### [Directions for this task]
Find the string "BrokenAdvisor" in the records. Copy each line that has it.

### [Task inputs]
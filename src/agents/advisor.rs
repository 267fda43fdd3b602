//! Optional LLM confidence advisor.
//!
//! The advisor can only scale a decision's confidence inside a bounded
//! band. It never flips an action, never resurrects a risk-blocked order,
//! and a slow or failing advisor degrades to identity.

use async_trait::async_trait;
use std::time::Duration;
use tracing::warn;

use crate::domain::analysis::{TradeAction, VoteResult};
use crate::error::{HelixError, Result};

use super::decision::enforce_confidence_floor;

/// Multiplier band the advisor is clamped into
pub const MODULATION_MIN: f64 = 0.5;
pub const MODULATION_MAX: f64 = 1.2;

/// External confidence modulator boundary
#[async_trait]
pub trait ConfidenceAdvisor: Send + Sync {
    /// Return a confidence multiplier for the vote; values outside the
    /// [0.5, 1.2] band are clamped by the caller.
    async fn review(&self, vote: &VoteResult) -> Result<f64>;
}

/// Advisor reachable over HTTP; posts the vote and expects
/// `{"multiplier": <f64>}`.
pub struct HttpAdvisor {
    http: reqwest::Client,
    endpoint: String,
}

impl HttpAdvisor {
    pub fn new(endpoint: String) -> Result<Self> {
        let http = reqwest::Client::builder()
            .timeout(Duration::from_secs(10))
            .build()
            .map_err(HelixError::Http)?;
        Ok(Self { http, endpoint })
    }
}

#[async_trait]
impl ConfidenceAdvisor for HttpAdvisor {
    async fn review(&self, vote: &VoteResult) -> Result<f64> {
        let response = self.http.post(&self.endpoint).json(vote).send().await?;
        if !response.status().is_success() {
            return Err(HelixError::Fetch(format!(
                "advisor returned {}",
                response.status()
            )));
        }
        let body: serde_json::Value = response.json().await?;
        body.get("multiplier")
            .and_then(|v| v.as_f64())
            .ok_or_else(|| HelixError::Validation("advisor payload missing multiplier".to_string()))
    }
}

/// Apply an advisor review to a vote, bounded and floor-checked.
///
/// Holds pass through untouched; the quantitative floor re-applies after
/// scaling, so the advisor can talk a weak decision down into a hold but
/// can never override a veto in the other direction.
pub async fn modulate(
    advisor: &dyn ConfidenceAdvisor,
    vote: VoteResult,
    timeout: Duration,
) -> VoteResult {
    if vote.action == TradeAction::Hold {
        return vote;
    }

    let multiplier = match tokio::time::timeout(timeout, advisor.review(&vote)).await {
        Ok(Ok(m)) if m.is_finite() => m.clamp(MODULATION_MIN, MODULATION_MAX),
        Ok(Ok(m)) => {
            warn!(multiplier = m, "advisor returned non-finite multiplier, ignoring");
            return vote;
        }
        Ok(Err(e)) => {
            warn!(error = %e, "advisor failed, keeping quantitative confidence");
            return vote;
        }
        Err(_) => {
            warn!(timeout_ms = timeout.as_millis() as u64, "advisor timed out");
            return vote;
        }
    };

    let mut vote = vote;
    vote.confidence = (vote.confidence * multiplier).clamp(0.0, 100.0);
    let (action, confidence, reason) = enforce_confidence_floor(
        vote.action,
        vote.confidence,
        vote.weighted_score,
        vote.reason,
    );
    vote.action = action;
    vote.confidence = confidence;
    vote.reason = reason;
    vote
}

#[cfg(test)]
mod tests {
    use super::*;
    use crate::domain::analysis::{AlignmentTier, Regime};
    use std::collections::BTreeMap;

    struct FixedAdvisor(f64);

    #[async_trait]
    impl ConfidenceAdvisor for FixedAdvisor {
        async fn review(&self, _vote: &VoteResult) -> Result<f64> {
            Ok(self.0)
        }
    }

    struct BrokenAdvisor;

    #[async_trait]
    impl ConfidenceAdvisor for BrokenAdvisor {
        async fn review(&self, _vote: &VoteResult) -> Result<f64> {
            Err(HelixError::Fetch("advisor offline".to_string()))
        }
    }

    fn long_vote(confidence: f64) -> VoteResult {
        VoteResult {
            action: TradeAction::Long,
            confidence,
            weighted_score: 45.0,
            vote_details: BTreeMap::new(),
            multi_period_aligned: true,
            alignment: AlignmentTier::Fully,
            regime: Regime::Trending,
            position_pct: 40.0,
            reason: "fixture".to_string(),
        }
    }

    #[tokio::test]
    async fn multiplier_is_clamped_to_band() {
        let vote = modulate(&FixedAdvisor(5.0), long_vote(70.0), Duration::from_secs(1)).await;
        // 70 * 1.2 (clamped), not 70 * 5
        assert!((vote.confidence - 84.0).abs() < 1e-9);
        assert_eq!(vote.action, TradeAction::Long);
    }

    #[tokio::test]
    async fn advisor_can_talk_a_decision_down_into_hold() {
        let vote = modulate(&FixedAdvisor(0.4), long_vote(55.0), Duration::from_secs(1)).await;
        // 55 * 0.5 (clamped) = 27.5 < 30: floored to hold
        assert_eq!(vote.action, TradeAction::Hold);
        assert!(vote.reason.contains("confidence below floor"));
    }

    #[tokio::test]
    async fn broken_advisor_is_identity() {
        let vote = modulate(&BrokenAdvisor, long_vote(70.0), Duration::from_secs(1)).await;
        assert!((vote.confidence - 70.0).abs() < 1e-9);
        assert_eq!(vote.action, TradeAction::Long);
    }

    #[tokio::test]
    async fn holds_are_never_reviewed() {
        let mut vote = long_vote(80.0);
        vote.action = TradeAction::Hold;
        let out = modulate(&FixedAdvisor(1.2), vote, Duration::from_secs(1)).await;
        assert!((out.confidence - 80.0).abs() < 1e-9);
    }
}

### [Problem solution]
    struct BrokenAdvisor;
    impl ConfidenceAdvisor for BrokenAdvisor {
        let vote = modulate(&BrokenAdvisor, long_vote(70.0), Duration::from_secs(1)).await;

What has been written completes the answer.